* _Exercise input_:
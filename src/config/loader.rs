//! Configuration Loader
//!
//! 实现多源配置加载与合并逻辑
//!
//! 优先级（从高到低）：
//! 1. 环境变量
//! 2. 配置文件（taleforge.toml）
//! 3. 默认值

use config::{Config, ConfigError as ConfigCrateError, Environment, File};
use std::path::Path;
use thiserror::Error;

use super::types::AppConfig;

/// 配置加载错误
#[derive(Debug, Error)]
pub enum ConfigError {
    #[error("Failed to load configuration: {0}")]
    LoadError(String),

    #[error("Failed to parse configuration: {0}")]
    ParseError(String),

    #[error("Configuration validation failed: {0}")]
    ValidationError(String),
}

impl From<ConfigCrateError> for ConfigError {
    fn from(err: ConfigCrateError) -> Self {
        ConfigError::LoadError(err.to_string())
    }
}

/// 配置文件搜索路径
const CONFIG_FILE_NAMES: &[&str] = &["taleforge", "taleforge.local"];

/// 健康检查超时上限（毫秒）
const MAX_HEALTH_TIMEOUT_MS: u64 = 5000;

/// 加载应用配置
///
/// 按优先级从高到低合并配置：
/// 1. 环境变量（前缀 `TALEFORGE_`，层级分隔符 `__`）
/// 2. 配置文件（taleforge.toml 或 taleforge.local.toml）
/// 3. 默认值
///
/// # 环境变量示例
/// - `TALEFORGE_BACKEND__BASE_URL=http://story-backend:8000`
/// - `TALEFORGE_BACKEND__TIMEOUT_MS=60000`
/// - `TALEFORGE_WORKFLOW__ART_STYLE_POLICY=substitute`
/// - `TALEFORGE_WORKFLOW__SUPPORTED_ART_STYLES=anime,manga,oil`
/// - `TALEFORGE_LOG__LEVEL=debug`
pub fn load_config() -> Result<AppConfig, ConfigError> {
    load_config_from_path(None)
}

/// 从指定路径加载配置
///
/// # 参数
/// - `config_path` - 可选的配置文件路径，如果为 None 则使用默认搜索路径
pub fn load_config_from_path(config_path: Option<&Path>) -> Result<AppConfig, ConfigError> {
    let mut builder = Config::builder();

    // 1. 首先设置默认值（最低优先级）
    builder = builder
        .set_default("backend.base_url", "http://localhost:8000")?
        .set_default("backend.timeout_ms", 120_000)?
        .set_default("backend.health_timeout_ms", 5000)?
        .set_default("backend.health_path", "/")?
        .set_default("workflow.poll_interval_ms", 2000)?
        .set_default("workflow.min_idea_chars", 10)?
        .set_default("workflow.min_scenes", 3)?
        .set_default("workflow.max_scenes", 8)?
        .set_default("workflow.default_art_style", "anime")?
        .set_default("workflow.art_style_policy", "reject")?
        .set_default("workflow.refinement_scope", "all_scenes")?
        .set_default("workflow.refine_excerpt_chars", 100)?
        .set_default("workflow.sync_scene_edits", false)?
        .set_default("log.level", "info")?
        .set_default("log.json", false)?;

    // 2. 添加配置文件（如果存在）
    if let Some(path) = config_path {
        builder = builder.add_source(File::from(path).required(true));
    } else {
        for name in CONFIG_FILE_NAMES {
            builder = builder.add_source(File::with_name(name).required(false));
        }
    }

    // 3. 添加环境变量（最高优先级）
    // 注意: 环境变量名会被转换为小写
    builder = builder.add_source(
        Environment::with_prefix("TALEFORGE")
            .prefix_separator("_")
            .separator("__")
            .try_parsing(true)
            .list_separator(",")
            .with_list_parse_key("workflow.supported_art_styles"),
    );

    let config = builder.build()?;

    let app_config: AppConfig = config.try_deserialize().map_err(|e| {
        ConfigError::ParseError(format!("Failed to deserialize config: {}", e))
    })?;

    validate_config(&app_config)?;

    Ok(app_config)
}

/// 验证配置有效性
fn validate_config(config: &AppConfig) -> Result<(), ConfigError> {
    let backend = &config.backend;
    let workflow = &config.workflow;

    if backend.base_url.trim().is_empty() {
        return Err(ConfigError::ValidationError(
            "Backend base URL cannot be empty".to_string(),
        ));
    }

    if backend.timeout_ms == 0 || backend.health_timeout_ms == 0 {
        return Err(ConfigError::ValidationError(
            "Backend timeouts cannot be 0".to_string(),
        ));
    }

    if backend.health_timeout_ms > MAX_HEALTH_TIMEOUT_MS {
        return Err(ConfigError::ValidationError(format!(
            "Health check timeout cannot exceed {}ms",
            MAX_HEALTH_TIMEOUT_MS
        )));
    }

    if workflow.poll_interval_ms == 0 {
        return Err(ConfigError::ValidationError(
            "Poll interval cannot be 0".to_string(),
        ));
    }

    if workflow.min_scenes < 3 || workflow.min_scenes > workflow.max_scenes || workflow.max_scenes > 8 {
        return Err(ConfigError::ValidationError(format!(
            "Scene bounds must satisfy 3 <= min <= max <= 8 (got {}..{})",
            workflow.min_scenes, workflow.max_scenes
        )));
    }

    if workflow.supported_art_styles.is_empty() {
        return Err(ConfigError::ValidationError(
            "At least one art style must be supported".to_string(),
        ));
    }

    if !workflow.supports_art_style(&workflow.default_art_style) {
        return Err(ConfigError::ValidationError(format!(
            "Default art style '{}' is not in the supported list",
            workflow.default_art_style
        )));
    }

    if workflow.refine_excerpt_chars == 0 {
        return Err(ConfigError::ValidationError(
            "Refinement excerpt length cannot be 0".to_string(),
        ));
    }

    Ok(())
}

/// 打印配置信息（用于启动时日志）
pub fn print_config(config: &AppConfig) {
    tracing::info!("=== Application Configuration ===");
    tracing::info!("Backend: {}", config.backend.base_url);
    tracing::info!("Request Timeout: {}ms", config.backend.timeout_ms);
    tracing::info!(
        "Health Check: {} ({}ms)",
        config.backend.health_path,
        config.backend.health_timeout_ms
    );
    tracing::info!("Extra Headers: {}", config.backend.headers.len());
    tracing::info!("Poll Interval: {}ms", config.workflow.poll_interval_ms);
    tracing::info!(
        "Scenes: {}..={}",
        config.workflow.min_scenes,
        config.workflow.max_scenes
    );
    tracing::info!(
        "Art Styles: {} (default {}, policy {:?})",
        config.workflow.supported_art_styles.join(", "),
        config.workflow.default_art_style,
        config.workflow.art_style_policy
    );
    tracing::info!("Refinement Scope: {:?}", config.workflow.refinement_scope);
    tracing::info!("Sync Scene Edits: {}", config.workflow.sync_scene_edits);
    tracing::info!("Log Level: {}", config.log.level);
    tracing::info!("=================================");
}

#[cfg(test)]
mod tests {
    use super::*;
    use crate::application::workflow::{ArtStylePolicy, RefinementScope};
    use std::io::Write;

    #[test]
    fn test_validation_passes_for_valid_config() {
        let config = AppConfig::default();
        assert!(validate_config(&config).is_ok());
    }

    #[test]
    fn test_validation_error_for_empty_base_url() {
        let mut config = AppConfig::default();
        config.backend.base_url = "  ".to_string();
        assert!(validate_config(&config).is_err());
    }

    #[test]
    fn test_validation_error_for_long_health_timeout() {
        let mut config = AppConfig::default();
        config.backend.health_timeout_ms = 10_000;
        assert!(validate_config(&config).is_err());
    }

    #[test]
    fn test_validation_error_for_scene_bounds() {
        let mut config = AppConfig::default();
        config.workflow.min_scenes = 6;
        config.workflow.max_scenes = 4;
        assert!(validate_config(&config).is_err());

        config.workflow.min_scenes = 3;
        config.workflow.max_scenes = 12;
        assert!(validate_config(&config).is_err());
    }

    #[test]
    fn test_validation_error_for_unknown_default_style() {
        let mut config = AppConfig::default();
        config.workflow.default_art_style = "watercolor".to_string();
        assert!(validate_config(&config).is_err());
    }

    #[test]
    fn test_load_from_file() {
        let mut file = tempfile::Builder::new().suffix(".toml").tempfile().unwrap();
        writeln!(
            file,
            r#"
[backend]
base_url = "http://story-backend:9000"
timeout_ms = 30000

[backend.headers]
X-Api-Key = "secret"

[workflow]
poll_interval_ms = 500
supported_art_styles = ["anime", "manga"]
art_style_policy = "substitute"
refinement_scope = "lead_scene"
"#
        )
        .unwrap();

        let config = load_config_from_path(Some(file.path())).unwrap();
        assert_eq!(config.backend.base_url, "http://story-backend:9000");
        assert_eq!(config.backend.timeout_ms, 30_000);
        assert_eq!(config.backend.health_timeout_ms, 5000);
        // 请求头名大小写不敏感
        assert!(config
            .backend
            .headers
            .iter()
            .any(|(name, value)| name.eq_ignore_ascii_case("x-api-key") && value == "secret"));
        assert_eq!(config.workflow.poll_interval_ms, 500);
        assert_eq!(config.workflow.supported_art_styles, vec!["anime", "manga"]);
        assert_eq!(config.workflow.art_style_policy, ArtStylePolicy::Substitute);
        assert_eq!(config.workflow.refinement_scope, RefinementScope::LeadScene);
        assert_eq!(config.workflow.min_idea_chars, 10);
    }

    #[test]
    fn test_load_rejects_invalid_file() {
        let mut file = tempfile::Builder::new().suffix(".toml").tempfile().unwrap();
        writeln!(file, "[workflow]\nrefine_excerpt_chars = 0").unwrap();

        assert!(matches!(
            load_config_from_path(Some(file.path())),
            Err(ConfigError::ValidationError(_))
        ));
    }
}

* _Exercise_: Please state how many lines of the data hold the string "unwrap", with nothing else in your reply.

* _Written answer_: 5